Sabato 11 aprile il FolkClub accoglie Andy McKee in un concerto intimo e spettacolare dedicato alla chitarra acustica solista: maestro del fingerstyle, trasformerà le sei corde in un’orchestra percussiva e melodica, unendo ritmi complessi, armonie innovative e tapping su steel string guitar e harp guitar in un’esperienza sonora immersiva e senza confini.
Originario del Kansas, celebre per composizioni originali su steel string guitar e harp guitar che fondono fingerstyle, percussioni e melodie evocative con video come “Drifting”, “Rylynn”, “For My Father” e “Into the Ocean” ha superato centinaia di milioni di views su YouTube, ispirando chitarristi globali tra cui Calum Graham, Alexandr Misko, Sungha Jung e Mike Dawes.
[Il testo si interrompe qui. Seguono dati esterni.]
//! Lifecycle: initialization, mounting, updating, keep-alive activation and
//! destruction, plus the component hooks the patch engine calls.

use std::cell::Cell;

use super::{arena, events, inject, render, state, ComponentId, LifecycleHook, Phase, Vm};
use crate::error::invoke_with_error_handling;
use crate::reactive::scheduler::queue_activated_component;
use crate::reactive::{ReactiveContext, Value, Watcher};
use crate::runtime::warn;
use crate::vdom::{InsertEntry, OldVNode, Patcher, VNode};

thread_local! {
    static UPDATING_CHILD: Cell<bool> = const { Cell::new(false) };
}

/// Whether a parent is currently pushing new props into a child.
pub(crate) fn is_updating_child_component() -> bool {
    UPDATING_CHILD.with(Cell::get)
}

struct UpdatingChild {
    previous: bool,
}

impl UpdatingChild {
    fn enter() -> Self {
        Self {
            previous: UPDATING_CHILD.with(|flag| flag.replace(true)),
        }
    }
}

impl Drop for UpdatingChild {
    fn drop(&mut self) {
        UPDATING_CHILD.with(|flag| flag.set(self.previous));
    }
}

/// Run the initialization sequence up to `created`.
pub(crate) fn init(vm: &Vm) {
    events::init_events(vm);
    render::init_render(vm);
    call_hook(vm, LifecycleHook::BeforeCreate);
    inject::init_injections(vm);
    state::init_state(vm);
    inject::init_provide(vm);
    vm.inner.flags.lock().phase = Phase::Created;
    call_hook(vm, LifecycleHook::Created);
}

/// Invoke every handler of `hook`, then emit `hook:<name>` when a parent
/// listens for it. Dependency collection is suspended meanwhile.
pub fn call_hook(vm: &Vm, hook: LifecycleHook) {
    let _ctx = ReactiveContext::suspend();
    for handler in vm.def().hooks(hook) {
        invoke_with_error_handling(|| handler(vm), Some(vm.id()), format_args!("{hook} hook"));
    }
    if vm.inner.flags.lock().has_hook_event {
        vm.emit(format!("hook:{hook}"), &[]);
    }
}

pub(crate) fn mount_component(vm: &Vm) {
    if vm.def().options().render.is_none() {
        warn("Failed to mount component: render function not defined.", Some(vm.id()));
    }
    vm.inner.flags.lock().phase = Phase::Mounting;
    call_hook(vm, LifecycleHook::BeforeMount);

    let id = vm.id();
    let watcher = Watcher::builder(move || {
        if let Some(vm) = arena::get(id) {
            let vnode = render::render(&vm);
            update(&vm, vnode);
        }
        Ok(Value::Null)
    })
    .owner(id)
    .expression("render")
    .render()
    .deferred()
    .before(move || {
        if let Some(vm) = arena::get(id) {
            if vm.is_mounted() && !vm.is_destroyed() {
                call_hook(&vm, LifecycleHook::BeforeUpdate);
            }
        }
    })
    .build();

    // Stored before the first evaluation: a child's mounted hook may force
    // this instance to update.
    *vm.inner.render_watcher.lock() = Some(watcher.clone());
    watcher.prime();

    if !vm.has_placeholder() {
        mark_mounted(vm);
    }
}

fn mark_mounted(vm: &Vm) {
    {
        let mut flags = vm.inner.flags.lock();
        flags.is_mounted = true;
        flags.phase = Phase::Mounted;
    }
    tracing::debug!(component = %vm.id(), "mounted");
    call_hook(vm, LifecycleHook::Mounted);
}

/// Patch a freshly rendered tree against the previous one.
pub(crate) fn update(vm: &Vm, mut vnode: VNode) {
    let prev = vm.inner.vnode.lock().take();
    let updating = vm.is_mounted();
    if updating {
        vm.inner.flags.lock().phase = Phase::Updating;
    }

    let old = match prev {
        Some(prev) => Some(OldVNode::VNode(prev)),
        None => vm.el().map(OldVNode::Element),
    };
    let patcher: Patcher = vm.patcher().clone();
    let elm = patcher.patch(old, Some(&mut vnode), Some(vm.id()));

    *vm.inner.vnode.lock() = Some(vnode);
    vm.set_el(elm);
    if updating {
        let mut flags = vm.inner.flags.lock();
        if flags.phase == Phase::Updating {
            flags.phase = Phase::Mounted;
        }
    }

    // A parent whose root is this component shares its root node.
    let mut child = vm.clone();
    while let Some(parent) = child.parent() {
        let shares_root = parent
            .root_shape()
            .is_some_and(|(_, instance)| instance == Some(child.id()));
        if !shares_root {
            break;
        }
        parent.set_el(elm);
        child = parent;
    }
}

pub(crate) fn destroy(vm: &Vm) {
    if vm.is_being_destroyed() {
        return;
    }
    call_hook(vm, LifecycleHook::BeforeDestroy);
    {
        let mut flags = vm.inner.flags.lock();
        flags.is_being_destroyed = true;
        flags.phase = Phase::BeingDestroyed;
    }
    tracing::debug!(component = %vm.id(), "destroying");

    if let Some(parent) = vm.parent() {
        if !parent.is_being_destroyed() && !vm.def().is_abstract() {
            parent.remove_child(vm.id());
        }
    }

    let render_watcher = vm.inner.render_watcher.lock().clone();
    if let Some(watcher) = render_watcher {
        watcher.teardown();
    }
    let watchers = std::mem::take(&mut *vm.inner.watchers.lock());
    for watcher in watchers.iter().rev() {
        watcher.teardown();
    }
    if let Some(observer) = vm.data().observer() {
        observer.release_root();
    }
    vm.inner.flags.lock().is_destroyed = true;

    // Destroy hooks on the rendered tree tear down child components.
    let prev = vm.inner.vnode.lock().take();
    if let Some(prev) = prev {
        vm.patcher().patch(Some(OldVNode::VNode(prev)), None, Some(vm.id()));
    }
    if let Some(elm) = vm.el() {
        let ops = vm.patcher().ops().clone();
        if vm.parent_id().is_none() && !vm.has_placeholder() {
            if let Some(parent) = ops.parent_node(elm) {
                ops.remove_child(parent, elm);
            }
        }
        // Detached roots of pruned cache entries are otherwise never freed.
        if ops.parent_node(elm).is_none() {
            ops.discard(elm);
        }
    }

    call_hook(vm, LifecycleHook::Destroyed);
    vm.off_all();
    vm.inner.flags.lock().phase = Phase::Destroyed;
    arena::release(vm.id());
}

// ---- Component placeholder hooks ----

/// Create (or reactivate) the instance behind a placeholder.
pub(crate) fn init_component(vnode: &mut VNode, owner: Option<ComponentId>, patcher: &Patcher) {
    if vnode.is_keep_alive() {
        if let Some(vm) = vnode.component_instance.and_then(arena::get) {
            if !vm.is_destroyed() {
                update_child_component(&vm, vnode);
                return;
            }
        }
    }

    match Vm::for_placeholder(vnode, owner, patcher) {
        Some(child) => {
            vnode.component_instance = Some(child.id());
            child.mount(None);
        }
        None => vnode.component_instance = None,
    }
}

/// Reuse the instance for a patched placeholder and push new inputs into it.
pub(crate) fn prepatch_component(old: &VNode, vnode: &mut VNode) {
    let Some(id) = old.component_instance else {
        return;
    };
    vnode.component_instance = Some(id);
    if let Some(vm) = arena::get(id) {
        update_child_component(&vm, vnode);
    }
}

/// The parent re-rendered: update props, listeners and slots of `vm`.
pub(crate) fn update_child_component(vm: &Vm, vnode: &VNode) {
    let Some(options) = vnode.component_options() else {
        return;
    };
    let had_slots = vm
        .placeholder()
        .and_then(|p| p.component.map(|c| !c.children.is_empty()))
        .unwrap_or(false);
    let needs_force_update = had_slots || !options.children.is_empty();

    let mut stored = vnode.clone();
    stored.elm = None;
    *vm.inner.placeholder.lock() = Some(stored);

    {
        let _updating = UpdatingChild::enter();
        let props = vm.props();
        for (key, def) in &vm.def().options().props {
            let value = super::props::validate_prop(key, def, &options.props_data, vm);
            props.assign(key, value);
        }
        *vm.inner.props_data.lock() = options.props_data.clone();
    }

    let old_listeners = std::mem::replace(&mut *vm.inner.parent_listeners.lock(), options.listeners.clone());
    events::update_component_listeners(vm, &options.listeners, &old_listeners);

    if needs_force_update {
        render::set_slots(vm, &options.children, vnode.context);
        vm.force_update();
    }
}

/// A placeholder's subtree was inserted into the platform tree.
pub(crate) fn insert_component(entry: InsertEntry) {
    let Some(vm) = arena::get(entry.instance) else {
        return;
    };
    if !vm.is_mounted() {
        mark_mounted(&vm);
    }
    if entry.keep_alive {
        let context_mounted = entry
            .context
            .and_then(arena::get)
            .is_some_and(|context| context.is_mounted());
        if context_mounted {
            // The parent is mid-update; its children may still change, so
            // activation waits for the end of the flush.
            vm.inner.flags.lock().inactive = Some(false);
            queue_activated_component(vm.id());
        } else {
            activate_child_component(&vm, true);
        }
    }
}

/// A placeholder left the tree: destroy its instance, or deactivate it when
/// kept alive.
pub(crate) fn destroy_component(vnode: &VNode) {
    let Some(vm) = vnode.component_instance.and_then(arena::get) else {
        return;
    };
    if vm.is_destroyed() {
        return;
    }
    if vnode.is_keep_alive() {
        deactivate_child_component(&vm, true);
    } else {
        vm.destroy();
    }
}

// ---- Keep-alive activation ----

fn is_in_inactive_tree(vm: &Vm) -> bool {
    let mut current = vm.parent();
    while let Some(vm) = current {
        if vm.is_inactive() {
            return true;
        }
        current = vm.parent();
    }
    false
}

pub(crate) fn activate_child_component(vm: &Vm, direct: bool) {
    if direct {
        vm.inner.flags.lock().direct_inactive = false;
        if is_in_inactive_tree(vm) {
            return;
        }
    } else if vm.inner.flags.lock().direct_inactive {
        return;
    }

    let activate = {
        let mut flags = vm.inner.flags.lock();
        let activate = flags.inactive != Some(false);
        if activate {
            flags.inactive = Some(false);
        }
        activate
    };
    if activate {
        for child in vm.children().into_iter().filter_map(arena::get) {
            activate_child_component(&child, false);
        }
        call_hook(vm, LifecycleHook::Activated);
    }
}

pub(crate) fn deactivate_child_component(vm: &Vm, direct: bool) {
    if direct {
        vm.inner.flags.lock().direct_inactive = true;
        if is_in_inactive_tree(vm) {
            return;
        }
    }

    let deactivate = {
        let mut flags = vm.inner.flags.lock();
        let deactivate = flags.inactive != Some(true);
        if deactivate {
            flags.inactive = Some(true);
        }
        deactivate
    };
    if deactivate {
        for child in vm.children().into_iter().filter_map(arena::get) {
            deactivate_child_component(&child, false);
        }
        call_hook(vm, LifecycleHook::Deactivated);
    }
}

// ---- Scheduler callbacks ----

/// Fire `activated` for kept-alive components inserted during the flush.
pub(crate) fn call_activated_hooks(queue: Vec<ComponentId>) {
    for vm in queue.into_iter().filter_map(arena::get) {
        vm.inner.flags.lock().inactive = Some(true);
        activate_child_component(&vm, true);
    }
}

/// Fire `updated` for every mounted owner of a render watcher that ran,
/// children before parents.
pub(crate) fn call_updated_hooks(queue: &[Watcher]) {
    for watcher in queue.iter().rev() {
        if !watcher.is_render() {
            continue;
        }
        let Some(vm) = watcher.owner().and_then(arena::get) else {
            continue;
        };
        let is_current = vm
            .render_watcher()
            .is_some_and(|current| current.id() == watcher.id());
        if is_current && vm.is_mounted() && !vm.is_destroyed() {
            call_hook(&vm, LifecycleHook::Updated);
        }
    }
}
Guitar Player Magazine lo acclama “probabilmente il musicista più influente dell’epoca, certamente sulla chitarra acustica solista e forse in assoluto” (maggio 2024). Passato dalla chitarra elettrica all’acustica da teenager, influenzato da Michael Hedges, Preston Reed e Don Ross, McKee esplora alternate tunings per unire ritmo, armonia e melodia, come lui stesso spiega: “Ero timido da bambino, la chitarra mi permetteva di esprimere emozioni difficili a parole”. Ha suonato in oltre 40 paesi, collaborato con John Petrucci, Prince, Eric Johnson, Steve Lukather, Lee Ritenour e David Foster; dal 2015 organizza l’Andy McKee’s Musicarium con ospiti come Tommy Emmanuel, Antoine Dufour e Jon Gomm.
Nel 2024 ha lanciato “Tripliciti”, album trio con Trevor Gordon Hall e Calum Graham, acclamato universalmente; nel 2025 esce un nuovo disco solista e la riedizione del ventesimo anniversario di “Art of Motion”. John Petrucci lo elogia: “La sua musica trasporta in un viaggio eufonico, poeticamente toccante”; Steve Lukather: “Musica acustica che radica l’anima”; Alex Skolnick apprezza la priorità su composizione e musicalità rispetto a mera tecnica.